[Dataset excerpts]
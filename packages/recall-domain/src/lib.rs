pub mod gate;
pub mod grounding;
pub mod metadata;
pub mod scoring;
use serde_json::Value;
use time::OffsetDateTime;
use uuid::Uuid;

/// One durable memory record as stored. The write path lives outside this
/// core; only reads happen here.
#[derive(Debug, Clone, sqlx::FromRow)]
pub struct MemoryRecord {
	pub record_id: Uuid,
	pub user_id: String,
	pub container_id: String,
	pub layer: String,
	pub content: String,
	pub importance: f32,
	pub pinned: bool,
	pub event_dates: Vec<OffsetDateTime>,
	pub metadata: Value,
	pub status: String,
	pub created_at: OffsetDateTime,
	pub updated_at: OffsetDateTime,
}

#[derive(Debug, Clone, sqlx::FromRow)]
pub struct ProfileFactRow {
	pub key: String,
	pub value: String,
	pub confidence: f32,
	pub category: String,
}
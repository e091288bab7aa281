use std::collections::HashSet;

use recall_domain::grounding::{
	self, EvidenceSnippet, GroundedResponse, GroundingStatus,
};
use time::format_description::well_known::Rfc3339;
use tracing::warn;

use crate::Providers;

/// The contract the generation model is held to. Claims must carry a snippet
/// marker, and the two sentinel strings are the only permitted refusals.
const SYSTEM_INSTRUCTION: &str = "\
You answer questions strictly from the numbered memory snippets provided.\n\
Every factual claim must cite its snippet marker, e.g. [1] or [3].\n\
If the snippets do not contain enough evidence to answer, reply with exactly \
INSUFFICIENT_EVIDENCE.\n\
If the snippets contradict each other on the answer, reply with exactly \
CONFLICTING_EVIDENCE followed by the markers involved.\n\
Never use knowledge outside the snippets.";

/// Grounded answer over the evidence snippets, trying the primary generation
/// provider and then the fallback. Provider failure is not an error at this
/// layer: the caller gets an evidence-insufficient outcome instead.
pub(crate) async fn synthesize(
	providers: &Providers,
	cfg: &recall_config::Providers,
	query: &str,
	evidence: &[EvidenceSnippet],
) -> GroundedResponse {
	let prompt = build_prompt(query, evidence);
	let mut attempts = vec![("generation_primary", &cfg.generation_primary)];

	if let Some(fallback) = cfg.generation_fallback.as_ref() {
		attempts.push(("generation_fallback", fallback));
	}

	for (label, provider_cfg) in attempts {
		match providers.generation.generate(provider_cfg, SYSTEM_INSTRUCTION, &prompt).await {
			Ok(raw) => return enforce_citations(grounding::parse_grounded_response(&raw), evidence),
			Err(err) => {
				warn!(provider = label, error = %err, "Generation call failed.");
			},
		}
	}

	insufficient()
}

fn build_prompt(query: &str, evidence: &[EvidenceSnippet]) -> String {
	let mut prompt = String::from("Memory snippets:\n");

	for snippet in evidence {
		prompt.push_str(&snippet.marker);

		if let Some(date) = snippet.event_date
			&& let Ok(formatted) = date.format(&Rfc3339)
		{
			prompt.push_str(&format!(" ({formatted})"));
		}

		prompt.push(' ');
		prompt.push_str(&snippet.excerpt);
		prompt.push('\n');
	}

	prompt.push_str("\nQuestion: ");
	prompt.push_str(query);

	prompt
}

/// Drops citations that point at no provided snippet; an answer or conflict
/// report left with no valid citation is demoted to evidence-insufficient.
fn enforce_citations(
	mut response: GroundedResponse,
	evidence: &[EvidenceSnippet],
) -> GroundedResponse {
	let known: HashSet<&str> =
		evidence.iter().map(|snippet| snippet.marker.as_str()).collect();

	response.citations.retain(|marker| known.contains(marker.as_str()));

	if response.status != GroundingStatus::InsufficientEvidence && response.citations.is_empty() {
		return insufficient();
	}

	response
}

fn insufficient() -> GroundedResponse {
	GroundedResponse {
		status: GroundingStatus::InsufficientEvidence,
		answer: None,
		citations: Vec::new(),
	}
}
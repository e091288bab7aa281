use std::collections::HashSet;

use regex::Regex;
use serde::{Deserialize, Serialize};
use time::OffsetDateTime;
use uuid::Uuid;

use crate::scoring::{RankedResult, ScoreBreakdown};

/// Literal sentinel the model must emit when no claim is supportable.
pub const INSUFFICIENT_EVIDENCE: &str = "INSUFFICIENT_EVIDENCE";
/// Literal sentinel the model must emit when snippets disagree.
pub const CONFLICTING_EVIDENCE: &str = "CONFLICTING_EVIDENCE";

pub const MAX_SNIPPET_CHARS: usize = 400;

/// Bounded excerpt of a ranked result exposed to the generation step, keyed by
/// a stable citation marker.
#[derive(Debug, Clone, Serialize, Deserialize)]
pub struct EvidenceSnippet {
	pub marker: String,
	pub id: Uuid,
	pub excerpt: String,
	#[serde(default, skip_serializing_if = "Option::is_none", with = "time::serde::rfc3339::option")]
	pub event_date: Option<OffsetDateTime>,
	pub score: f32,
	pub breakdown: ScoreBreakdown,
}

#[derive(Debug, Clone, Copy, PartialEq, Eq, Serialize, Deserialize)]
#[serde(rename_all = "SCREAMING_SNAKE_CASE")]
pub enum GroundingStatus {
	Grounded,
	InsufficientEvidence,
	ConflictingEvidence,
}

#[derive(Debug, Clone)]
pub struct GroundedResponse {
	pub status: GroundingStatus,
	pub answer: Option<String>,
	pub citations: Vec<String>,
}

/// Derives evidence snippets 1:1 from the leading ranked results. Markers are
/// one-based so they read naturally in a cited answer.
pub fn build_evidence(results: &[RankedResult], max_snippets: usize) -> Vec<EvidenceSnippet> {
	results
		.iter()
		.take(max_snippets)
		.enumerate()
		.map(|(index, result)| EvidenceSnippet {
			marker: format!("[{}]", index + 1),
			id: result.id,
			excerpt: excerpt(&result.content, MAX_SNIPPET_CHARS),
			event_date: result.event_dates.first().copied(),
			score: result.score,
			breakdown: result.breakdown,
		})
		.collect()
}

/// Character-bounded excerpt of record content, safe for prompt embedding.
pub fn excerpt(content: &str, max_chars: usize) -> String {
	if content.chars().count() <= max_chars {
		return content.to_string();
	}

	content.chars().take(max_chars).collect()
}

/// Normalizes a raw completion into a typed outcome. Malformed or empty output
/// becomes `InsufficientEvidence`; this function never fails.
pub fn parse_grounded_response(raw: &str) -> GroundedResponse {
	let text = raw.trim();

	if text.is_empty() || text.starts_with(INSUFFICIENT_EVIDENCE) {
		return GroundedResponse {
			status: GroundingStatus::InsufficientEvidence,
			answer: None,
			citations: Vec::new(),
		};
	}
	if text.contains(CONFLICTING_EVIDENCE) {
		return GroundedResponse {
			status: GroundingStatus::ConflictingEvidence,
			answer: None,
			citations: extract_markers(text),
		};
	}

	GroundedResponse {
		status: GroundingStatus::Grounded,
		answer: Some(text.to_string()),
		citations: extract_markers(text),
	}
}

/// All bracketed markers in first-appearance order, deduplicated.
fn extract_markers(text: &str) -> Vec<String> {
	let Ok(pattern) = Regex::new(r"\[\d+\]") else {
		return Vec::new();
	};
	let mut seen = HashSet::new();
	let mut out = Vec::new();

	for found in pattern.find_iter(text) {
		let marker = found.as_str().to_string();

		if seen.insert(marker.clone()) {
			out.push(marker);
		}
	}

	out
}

==

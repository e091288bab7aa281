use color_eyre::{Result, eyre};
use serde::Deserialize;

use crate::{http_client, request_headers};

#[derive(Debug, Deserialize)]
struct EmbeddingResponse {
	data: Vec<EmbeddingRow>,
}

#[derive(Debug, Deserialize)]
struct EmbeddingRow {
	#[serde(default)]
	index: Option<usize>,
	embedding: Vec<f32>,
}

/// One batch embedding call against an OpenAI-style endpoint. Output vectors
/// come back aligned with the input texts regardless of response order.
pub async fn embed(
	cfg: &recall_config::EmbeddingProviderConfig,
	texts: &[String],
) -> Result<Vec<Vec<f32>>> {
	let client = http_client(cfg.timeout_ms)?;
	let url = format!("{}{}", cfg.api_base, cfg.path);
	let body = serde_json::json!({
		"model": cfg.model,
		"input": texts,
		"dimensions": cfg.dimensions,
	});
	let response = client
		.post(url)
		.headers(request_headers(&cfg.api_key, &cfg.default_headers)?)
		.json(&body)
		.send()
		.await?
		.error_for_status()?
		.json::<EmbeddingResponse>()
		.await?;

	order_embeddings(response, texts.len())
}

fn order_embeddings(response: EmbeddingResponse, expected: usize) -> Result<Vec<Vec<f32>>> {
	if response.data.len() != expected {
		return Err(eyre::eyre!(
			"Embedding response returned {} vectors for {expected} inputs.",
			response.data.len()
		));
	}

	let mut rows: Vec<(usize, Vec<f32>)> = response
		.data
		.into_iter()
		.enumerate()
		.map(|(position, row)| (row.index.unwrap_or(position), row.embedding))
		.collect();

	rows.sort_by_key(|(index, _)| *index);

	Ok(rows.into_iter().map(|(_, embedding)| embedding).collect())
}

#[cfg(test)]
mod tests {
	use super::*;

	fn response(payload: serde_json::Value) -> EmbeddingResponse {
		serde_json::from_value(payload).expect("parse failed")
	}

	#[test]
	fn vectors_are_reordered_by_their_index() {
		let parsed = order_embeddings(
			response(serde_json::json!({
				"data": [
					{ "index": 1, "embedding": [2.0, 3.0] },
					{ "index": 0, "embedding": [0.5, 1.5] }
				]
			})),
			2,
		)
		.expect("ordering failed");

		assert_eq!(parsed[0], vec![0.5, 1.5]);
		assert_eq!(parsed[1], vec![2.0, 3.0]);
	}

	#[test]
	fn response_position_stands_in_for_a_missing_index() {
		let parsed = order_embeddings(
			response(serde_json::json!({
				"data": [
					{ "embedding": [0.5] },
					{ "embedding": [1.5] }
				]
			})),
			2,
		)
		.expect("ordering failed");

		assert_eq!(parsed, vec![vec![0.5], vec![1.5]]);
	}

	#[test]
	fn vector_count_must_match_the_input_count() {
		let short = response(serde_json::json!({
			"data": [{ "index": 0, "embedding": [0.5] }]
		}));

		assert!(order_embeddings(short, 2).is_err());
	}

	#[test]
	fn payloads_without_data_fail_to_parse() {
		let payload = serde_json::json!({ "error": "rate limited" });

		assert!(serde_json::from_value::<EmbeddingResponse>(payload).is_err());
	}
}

[WHAT IS NEEDED]
Report the lines above that contain "Deserialize".

[ANSWER SECTION]
use serde::{Deserialize, Serialize};
#[derive(Debug, Clone, Serialize, Deserialize)]
#[derive(Debug, Clone, Copy, PartialEq, Eq, Serialize, Deserialize)]
use serde::Deserialize;
#[derive(Debug, Deserialize)]
#[derive(Debug, Deserialize)]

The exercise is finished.